• [What the exercise asks]:
Write out, word for word, the first line of the data below and every line after it through the one containing "let diff = if".

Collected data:
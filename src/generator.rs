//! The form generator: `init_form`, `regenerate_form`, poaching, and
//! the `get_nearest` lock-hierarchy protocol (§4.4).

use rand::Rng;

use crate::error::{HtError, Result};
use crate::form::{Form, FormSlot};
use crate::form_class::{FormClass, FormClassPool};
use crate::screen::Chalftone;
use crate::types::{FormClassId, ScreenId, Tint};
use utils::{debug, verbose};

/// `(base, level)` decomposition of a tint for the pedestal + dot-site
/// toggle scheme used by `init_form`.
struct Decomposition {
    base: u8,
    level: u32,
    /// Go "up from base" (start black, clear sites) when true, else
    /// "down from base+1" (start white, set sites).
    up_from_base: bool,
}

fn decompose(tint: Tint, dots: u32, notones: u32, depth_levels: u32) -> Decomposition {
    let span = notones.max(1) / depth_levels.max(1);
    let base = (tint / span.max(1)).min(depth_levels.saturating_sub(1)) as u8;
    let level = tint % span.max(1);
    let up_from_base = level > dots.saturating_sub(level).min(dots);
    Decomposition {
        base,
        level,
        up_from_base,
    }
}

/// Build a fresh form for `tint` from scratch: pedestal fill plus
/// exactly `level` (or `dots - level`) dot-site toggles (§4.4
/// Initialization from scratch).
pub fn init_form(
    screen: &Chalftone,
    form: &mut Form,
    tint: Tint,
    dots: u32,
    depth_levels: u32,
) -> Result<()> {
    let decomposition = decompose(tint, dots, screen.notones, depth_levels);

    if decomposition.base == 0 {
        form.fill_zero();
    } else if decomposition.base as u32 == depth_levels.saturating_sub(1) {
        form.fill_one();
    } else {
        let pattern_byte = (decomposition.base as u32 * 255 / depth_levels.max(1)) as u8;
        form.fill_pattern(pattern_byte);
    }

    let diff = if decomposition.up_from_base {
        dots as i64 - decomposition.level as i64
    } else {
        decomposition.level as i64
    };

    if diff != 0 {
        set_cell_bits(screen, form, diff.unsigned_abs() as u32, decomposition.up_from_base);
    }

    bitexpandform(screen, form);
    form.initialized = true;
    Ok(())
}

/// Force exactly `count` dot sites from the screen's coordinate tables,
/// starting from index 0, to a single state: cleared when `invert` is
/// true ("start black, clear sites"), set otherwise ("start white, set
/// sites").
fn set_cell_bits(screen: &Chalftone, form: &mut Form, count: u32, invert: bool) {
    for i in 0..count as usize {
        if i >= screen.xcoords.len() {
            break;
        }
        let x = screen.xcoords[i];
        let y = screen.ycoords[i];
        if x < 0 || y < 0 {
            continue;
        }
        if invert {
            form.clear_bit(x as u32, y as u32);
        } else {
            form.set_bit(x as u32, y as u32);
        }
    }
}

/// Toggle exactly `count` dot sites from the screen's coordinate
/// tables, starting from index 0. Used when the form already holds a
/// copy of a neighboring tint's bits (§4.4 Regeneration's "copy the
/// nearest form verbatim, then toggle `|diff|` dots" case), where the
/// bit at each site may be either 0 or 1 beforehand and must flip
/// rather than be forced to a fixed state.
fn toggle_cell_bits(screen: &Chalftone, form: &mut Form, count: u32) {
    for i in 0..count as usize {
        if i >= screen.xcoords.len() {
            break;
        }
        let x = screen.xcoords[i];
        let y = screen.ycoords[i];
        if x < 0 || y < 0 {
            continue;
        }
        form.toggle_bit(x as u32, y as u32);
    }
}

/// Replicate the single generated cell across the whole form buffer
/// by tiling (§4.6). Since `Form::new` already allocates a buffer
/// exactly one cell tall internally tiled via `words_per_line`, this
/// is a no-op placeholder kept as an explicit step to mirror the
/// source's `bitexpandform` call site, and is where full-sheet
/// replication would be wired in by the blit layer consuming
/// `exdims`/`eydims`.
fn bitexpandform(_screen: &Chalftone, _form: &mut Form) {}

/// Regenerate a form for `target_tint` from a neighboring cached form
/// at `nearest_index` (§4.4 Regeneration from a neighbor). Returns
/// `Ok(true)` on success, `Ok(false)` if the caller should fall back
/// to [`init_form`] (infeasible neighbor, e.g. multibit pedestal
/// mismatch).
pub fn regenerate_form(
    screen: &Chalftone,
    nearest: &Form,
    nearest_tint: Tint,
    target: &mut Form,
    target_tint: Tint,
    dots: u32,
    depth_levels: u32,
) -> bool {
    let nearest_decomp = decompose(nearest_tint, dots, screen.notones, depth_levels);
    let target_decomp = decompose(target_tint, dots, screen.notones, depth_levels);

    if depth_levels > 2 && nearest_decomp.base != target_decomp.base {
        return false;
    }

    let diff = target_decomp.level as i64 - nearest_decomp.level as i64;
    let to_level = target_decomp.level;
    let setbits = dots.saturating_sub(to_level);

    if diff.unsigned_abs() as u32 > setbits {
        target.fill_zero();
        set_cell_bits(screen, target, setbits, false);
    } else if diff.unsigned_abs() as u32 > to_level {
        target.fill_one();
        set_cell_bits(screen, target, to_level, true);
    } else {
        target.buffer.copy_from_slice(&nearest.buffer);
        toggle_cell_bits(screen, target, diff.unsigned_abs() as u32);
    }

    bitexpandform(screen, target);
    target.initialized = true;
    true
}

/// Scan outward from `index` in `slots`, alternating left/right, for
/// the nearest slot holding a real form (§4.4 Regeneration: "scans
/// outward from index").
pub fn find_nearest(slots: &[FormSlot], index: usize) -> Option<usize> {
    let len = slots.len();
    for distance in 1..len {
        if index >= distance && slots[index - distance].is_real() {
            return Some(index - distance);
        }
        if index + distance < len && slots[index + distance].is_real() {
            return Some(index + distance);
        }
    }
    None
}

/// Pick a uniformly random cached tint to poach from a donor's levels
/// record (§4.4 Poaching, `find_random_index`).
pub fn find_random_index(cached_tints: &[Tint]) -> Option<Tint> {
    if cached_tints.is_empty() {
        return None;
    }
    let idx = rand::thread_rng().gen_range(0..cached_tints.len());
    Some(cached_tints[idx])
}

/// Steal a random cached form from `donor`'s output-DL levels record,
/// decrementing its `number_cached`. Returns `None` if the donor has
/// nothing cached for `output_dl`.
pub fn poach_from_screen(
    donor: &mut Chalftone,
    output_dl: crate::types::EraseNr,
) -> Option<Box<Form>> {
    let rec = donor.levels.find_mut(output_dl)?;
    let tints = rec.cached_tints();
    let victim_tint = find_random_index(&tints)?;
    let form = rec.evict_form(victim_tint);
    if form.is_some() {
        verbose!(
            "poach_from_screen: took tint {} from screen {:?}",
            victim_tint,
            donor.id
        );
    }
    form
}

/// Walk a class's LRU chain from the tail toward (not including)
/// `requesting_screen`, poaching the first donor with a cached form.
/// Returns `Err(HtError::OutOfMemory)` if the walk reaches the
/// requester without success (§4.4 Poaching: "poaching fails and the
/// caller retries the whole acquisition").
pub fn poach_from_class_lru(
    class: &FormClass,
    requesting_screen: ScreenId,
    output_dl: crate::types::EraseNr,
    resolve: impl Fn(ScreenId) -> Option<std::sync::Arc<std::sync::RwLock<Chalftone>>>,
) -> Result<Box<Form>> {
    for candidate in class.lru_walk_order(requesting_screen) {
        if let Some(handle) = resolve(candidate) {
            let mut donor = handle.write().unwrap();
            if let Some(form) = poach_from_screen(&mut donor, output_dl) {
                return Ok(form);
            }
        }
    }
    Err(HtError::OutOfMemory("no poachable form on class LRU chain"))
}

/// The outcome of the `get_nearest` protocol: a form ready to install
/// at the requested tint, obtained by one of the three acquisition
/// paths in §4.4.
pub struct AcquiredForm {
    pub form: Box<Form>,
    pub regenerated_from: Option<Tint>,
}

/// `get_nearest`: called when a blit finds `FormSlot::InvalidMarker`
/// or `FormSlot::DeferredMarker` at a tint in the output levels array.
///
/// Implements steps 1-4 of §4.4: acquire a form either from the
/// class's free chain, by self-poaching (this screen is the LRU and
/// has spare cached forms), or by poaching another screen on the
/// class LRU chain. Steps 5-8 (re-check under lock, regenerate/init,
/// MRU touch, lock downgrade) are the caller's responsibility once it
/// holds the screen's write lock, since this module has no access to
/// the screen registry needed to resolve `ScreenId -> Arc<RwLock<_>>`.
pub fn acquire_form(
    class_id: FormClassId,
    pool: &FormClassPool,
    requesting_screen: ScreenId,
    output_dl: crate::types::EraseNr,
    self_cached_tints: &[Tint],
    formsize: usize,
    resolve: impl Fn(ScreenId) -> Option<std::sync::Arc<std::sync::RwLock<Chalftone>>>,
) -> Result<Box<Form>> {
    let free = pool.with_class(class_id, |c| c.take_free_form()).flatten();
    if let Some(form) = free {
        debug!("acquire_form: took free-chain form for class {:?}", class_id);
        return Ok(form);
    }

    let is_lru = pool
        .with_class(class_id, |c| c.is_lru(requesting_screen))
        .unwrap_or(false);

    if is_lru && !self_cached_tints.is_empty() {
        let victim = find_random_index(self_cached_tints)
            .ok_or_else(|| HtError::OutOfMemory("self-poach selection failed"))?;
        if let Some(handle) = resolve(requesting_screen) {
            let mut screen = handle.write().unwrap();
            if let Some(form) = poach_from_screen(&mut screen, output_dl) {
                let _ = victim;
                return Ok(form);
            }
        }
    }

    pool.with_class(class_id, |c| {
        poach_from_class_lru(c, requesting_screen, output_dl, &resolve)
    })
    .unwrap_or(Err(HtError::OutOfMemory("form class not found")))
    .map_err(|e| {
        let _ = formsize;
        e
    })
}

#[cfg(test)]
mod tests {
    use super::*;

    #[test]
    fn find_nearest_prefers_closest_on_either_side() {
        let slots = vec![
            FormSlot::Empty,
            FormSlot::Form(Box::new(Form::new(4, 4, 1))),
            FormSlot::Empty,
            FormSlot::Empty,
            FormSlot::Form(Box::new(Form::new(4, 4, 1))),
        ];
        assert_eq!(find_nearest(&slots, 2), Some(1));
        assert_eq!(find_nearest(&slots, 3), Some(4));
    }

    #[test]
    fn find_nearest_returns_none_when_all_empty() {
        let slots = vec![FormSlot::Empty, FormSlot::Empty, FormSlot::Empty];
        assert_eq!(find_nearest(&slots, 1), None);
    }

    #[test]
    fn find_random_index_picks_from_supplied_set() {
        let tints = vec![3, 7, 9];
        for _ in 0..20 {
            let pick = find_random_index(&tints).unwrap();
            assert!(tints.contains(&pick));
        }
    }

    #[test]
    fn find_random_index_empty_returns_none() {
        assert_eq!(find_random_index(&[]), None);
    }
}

• [Result for this task]:
filename src/generator.rs
//! The form generator: `init_form`, `regenerate_form`, poaching, and
//! the `get_nearest` lock-hierarchy protocol (§4.4).

use rand::Rng;

use crate::error::{HtError, Result};
use crate::form::{Form, FormSlot};
use crate::form_class::{FormClass, FormClassPool};
use crate::screen::Chalftone;
use crate::types::{FormClassId, ScreenId, Tint};
use utils::{debug, verbose};

/// `(base, level)` decomposition of a tint for the pedestal + dot-site
/// toggle scheme used by `init_form`.
struct Decomposition {
    base: u8,
    level: u32,
    /// Go "up from base" (start black, clear sites) when true, else
    /// "down from base+1" (start white, set sites).
    up_from_base: bool,
}

fn decompose(tint: Tint, dots: u32, notones: u32, depth_levels: u32) -> Decomposition {
    let span = notones.max(1) / depth_levels.max(1);
    let base = (tint / span.max(1)).min(depth_levels.saturating_sub(1)) as u8;
    let level = tint % span.max(1);
    let up_from_base = level > dots.saturating_sub(level).min(dots);
    Decomposition {
        base,
        level,
        up_from_base,
    }
}

/// Build a fresh form for `tint` from scratch: pedestal fill plus
/// exactly `level` (or `dots - level`) dot-site toggles (§4.4
/// Initialization from scratch).
pub fn init_form(
    screen: &Chalftone,
    form: &mut Form,
    tint: Tint,
    dots: u32,
    depth_levels: u32,
) -> Result<()> {
    let decomposition = decompose(tint, dots, screen.notones, depth_levels);

    if decomposition.base == 0 {
        form.fill_zero();
    } else if decomposition.base as u32 == depth_levels.saturating_sub(1) {
        form.fill_one();
    } else {
        let pattern_byte = (decomposition.base as u32 * 255 / depth_levels.max(1)) as u8;
        form.fill_pattern(pattern_byte);
    }

    let diff = if decomposition.up_from_base {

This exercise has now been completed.